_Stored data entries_
┏━━
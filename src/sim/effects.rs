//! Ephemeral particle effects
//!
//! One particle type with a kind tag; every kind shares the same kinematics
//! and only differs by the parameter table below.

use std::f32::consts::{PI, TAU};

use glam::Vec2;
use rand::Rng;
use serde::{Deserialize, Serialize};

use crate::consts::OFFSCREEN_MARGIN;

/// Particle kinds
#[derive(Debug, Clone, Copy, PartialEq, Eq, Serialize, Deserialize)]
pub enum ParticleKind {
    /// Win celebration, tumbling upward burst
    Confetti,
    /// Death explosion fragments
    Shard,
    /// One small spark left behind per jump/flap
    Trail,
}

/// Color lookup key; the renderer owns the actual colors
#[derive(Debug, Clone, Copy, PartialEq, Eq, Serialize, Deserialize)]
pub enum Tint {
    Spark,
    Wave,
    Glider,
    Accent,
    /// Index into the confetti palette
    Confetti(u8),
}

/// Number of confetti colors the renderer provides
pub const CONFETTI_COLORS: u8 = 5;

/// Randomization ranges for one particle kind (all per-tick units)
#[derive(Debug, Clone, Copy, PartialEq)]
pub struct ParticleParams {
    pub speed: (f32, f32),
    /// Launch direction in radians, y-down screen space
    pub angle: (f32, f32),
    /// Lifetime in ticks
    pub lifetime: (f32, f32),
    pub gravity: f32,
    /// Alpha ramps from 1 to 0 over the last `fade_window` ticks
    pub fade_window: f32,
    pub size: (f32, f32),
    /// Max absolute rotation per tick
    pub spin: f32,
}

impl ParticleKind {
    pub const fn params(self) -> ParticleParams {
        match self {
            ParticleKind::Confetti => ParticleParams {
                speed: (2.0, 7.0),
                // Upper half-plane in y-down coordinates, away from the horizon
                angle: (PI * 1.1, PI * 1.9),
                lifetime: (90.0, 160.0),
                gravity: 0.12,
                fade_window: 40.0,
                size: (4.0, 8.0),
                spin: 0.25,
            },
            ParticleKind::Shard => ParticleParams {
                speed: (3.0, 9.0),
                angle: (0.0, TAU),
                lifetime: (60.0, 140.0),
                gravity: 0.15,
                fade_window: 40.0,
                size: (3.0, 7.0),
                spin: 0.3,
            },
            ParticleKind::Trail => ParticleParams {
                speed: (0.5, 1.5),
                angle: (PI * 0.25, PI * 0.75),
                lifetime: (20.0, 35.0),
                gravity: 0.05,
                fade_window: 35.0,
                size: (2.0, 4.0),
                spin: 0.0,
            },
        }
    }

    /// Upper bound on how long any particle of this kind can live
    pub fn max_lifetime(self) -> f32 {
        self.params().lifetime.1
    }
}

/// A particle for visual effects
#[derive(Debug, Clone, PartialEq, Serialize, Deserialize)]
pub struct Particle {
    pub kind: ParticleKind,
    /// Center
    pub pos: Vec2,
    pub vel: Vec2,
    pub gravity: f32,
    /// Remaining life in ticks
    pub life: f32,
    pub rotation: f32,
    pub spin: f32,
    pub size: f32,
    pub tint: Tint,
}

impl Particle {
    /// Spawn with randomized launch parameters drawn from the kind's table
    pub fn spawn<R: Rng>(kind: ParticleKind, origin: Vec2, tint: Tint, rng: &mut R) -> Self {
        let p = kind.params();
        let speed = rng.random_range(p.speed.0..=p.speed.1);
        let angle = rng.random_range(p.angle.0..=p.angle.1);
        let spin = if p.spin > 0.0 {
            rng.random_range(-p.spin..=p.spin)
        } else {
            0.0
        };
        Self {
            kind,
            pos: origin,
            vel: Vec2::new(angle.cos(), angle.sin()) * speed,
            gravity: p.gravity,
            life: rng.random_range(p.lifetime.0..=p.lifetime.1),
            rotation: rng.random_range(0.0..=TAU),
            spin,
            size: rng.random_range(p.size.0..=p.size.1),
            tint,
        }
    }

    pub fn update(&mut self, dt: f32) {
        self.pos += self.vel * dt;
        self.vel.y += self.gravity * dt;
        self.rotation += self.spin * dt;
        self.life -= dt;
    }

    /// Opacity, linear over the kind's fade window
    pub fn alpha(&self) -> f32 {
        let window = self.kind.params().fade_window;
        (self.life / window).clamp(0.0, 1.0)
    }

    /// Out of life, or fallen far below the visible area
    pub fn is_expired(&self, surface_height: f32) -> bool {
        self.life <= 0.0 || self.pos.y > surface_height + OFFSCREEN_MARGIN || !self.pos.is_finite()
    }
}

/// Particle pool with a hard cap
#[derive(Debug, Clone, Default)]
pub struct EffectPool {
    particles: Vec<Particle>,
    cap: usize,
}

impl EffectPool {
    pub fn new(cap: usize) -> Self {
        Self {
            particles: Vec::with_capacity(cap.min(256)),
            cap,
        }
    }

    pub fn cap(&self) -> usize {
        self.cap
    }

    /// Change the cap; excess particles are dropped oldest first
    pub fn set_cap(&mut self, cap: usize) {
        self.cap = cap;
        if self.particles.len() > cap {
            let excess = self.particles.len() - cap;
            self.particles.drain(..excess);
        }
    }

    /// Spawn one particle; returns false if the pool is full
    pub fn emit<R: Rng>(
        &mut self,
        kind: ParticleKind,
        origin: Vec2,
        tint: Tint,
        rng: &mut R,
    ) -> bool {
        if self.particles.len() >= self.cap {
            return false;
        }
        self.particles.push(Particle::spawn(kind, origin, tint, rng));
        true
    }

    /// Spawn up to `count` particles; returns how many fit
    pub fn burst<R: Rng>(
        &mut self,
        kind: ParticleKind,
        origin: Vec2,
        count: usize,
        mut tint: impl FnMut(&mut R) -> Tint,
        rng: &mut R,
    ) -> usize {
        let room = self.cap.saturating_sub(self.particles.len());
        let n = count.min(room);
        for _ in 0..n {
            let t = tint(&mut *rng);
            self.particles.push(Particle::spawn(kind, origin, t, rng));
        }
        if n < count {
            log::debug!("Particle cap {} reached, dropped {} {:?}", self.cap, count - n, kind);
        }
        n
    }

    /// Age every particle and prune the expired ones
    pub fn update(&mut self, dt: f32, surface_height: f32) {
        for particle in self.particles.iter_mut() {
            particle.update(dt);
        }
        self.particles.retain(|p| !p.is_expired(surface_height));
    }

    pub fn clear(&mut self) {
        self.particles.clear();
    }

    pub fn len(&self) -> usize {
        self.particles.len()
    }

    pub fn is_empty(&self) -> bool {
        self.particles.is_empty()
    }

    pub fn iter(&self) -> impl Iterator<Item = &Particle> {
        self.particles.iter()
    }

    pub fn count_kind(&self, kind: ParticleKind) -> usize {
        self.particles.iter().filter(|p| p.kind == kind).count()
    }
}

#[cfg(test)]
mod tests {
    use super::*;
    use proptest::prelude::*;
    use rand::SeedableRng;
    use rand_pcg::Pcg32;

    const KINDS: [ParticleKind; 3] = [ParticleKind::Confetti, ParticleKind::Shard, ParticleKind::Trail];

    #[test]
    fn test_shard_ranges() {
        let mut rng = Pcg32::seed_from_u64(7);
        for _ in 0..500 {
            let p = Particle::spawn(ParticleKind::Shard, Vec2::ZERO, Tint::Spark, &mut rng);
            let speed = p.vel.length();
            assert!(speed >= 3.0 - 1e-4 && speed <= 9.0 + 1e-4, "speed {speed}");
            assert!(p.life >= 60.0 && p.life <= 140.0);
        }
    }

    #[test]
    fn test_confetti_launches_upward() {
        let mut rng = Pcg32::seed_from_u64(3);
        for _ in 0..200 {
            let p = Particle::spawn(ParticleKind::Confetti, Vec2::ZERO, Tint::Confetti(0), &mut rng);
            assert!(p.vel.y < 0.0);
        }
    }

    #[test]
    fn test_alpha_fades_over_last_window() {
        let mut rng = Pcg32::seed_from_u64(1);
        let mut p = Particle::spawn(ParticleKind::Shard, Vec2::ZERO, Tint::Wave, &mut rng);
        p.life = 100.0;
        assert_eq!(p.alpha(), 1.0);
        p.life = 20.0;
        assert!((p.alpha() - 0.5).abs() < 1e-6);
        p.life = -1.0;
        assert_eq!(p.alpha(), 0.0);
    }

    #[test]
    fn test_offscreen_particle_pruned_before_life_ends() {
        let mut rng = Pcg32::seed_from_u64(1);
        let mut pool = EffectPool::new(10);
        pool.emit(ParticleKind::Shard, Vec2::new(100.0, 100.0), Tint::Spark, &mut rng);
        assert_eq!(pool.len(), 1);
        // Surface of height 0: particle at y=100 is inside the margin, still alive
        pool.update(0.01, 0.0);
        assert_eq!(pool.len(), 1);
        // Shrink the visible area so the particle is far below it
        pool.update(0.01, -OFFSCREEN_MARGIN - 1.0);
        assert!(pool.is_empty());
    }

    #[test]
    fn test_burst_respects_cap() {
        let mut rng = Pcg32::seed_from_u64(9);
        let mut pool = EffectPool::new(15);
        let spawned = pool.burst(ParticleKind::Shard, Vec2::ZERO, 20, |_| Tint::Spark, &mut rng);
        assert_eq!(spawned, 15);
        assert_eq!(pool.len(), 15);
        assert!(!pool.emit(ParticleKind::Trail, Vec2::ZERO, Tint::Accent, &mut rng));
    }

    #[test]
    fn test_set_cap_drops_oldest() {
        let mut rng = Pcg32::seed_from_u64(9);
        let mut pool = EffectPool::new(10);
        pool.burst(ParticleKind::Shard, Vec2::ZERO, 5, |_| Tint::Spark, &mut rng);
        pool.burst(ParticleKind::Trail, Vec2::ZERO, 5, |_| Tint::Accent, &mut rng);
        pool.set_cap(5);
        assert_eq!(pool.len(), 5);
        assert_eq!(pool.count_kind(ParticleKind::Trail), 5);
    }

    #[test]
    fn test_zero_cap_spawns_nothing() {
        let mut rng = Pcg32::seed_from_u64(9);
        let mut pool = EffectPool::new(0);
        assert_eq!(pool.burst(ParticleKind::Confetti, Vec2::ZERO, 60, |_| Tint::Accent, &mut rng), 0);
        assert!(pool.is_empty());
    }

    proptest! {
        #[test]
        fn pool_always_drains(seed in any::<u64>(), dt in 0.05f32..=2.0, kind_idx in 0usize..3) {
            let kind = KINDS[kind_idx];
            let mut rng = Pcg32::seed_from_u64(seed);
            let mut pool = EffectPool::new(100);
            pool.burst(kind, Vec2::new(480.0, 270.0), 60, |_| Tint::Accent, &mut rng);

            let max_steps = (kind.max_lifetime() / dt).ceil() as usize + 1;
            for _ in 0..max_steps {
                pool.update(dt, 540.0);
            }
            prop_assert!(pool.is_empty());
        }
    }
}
┗━━
_Your instructions_
With the line holding "pub fn update(&mut self, dt: f32)" as the first and the line holding "for _ in 0..n" as the last, set down that range of the entries above exactly, and nothing else.

_Reply_
    pub fn update(&mut self, dt: f32) {
        self.pos += self.vel * dt;
        self.vel.y += self.gravity * dt;
        self.rotation += self.spin * dt;
        self.life -= dt;
    }

    /// Opacity, linear over the kind's fade window
    pub fn alpha(&self) -> f32 {
        let window = self.kind.params().fade_window;
        (self.life / window).clamp(0.0, 1.0)
    }

    /// Out of life, or fallen far below the visible area
    pub fn is_expired(&self, surface_height: f32) -> bool {
        self.life <= 0.0 || self.pos.y > surface_height + OFFSCREEN_MARGIN || !self.pos.is_finite()
    }
}

/// Particle pool with a hard cap
#[derive(Debug, Clone, Default)]
pub struct EffectPool {
    particles: Vec<Particle>,
    cap: usize,
}

impl EffectPool {
    pub fn new(cap: usize) -> Self {
        Self {
            particles: Vec::with_capacity(cap.min(256)),
            cap,
        }
    }

    pub fn cap(&self) -> usize {
        self.cap
    }

    /// Change the cap; excess particles are dropped oldest first
    pub fn set_cap(&mut self, cap: usize) {
        self.cap = cap;
        if self.particles.len() > cap {
            let excess = self.particles.len() - cap;
            self.particles.drain(..excess);
        }
    }

    /// Spawn one particle; returns false if the pool is full
    pub fn emit<R: Rng>(
        &mut self,
        kind: ParticleKind,
        origin: Vec2,
        tint: Tint,
        rng: &mut R,
    ) -> bool {
        if self.particles.len() >= self.cap {
            return false;
        }
        self.particles.push(Particle::spawn(kind, origin, tint, rng));
        true
    }

    /// Spawn up to `count` particles; returns how many fit
    pub fn burst<R: Rng>(
        &mut self,
        kind: ParticleKind,
        origin: Vec2,
        count: usize,
        mut tint: impl FnMut(&mut R) -> Tint,
        rng: &mut R,
    ) -> usize {
        let room = self.cap.saturating_sub(self.particles.len());
        let n = count.min(room);
        for _ in 0..n {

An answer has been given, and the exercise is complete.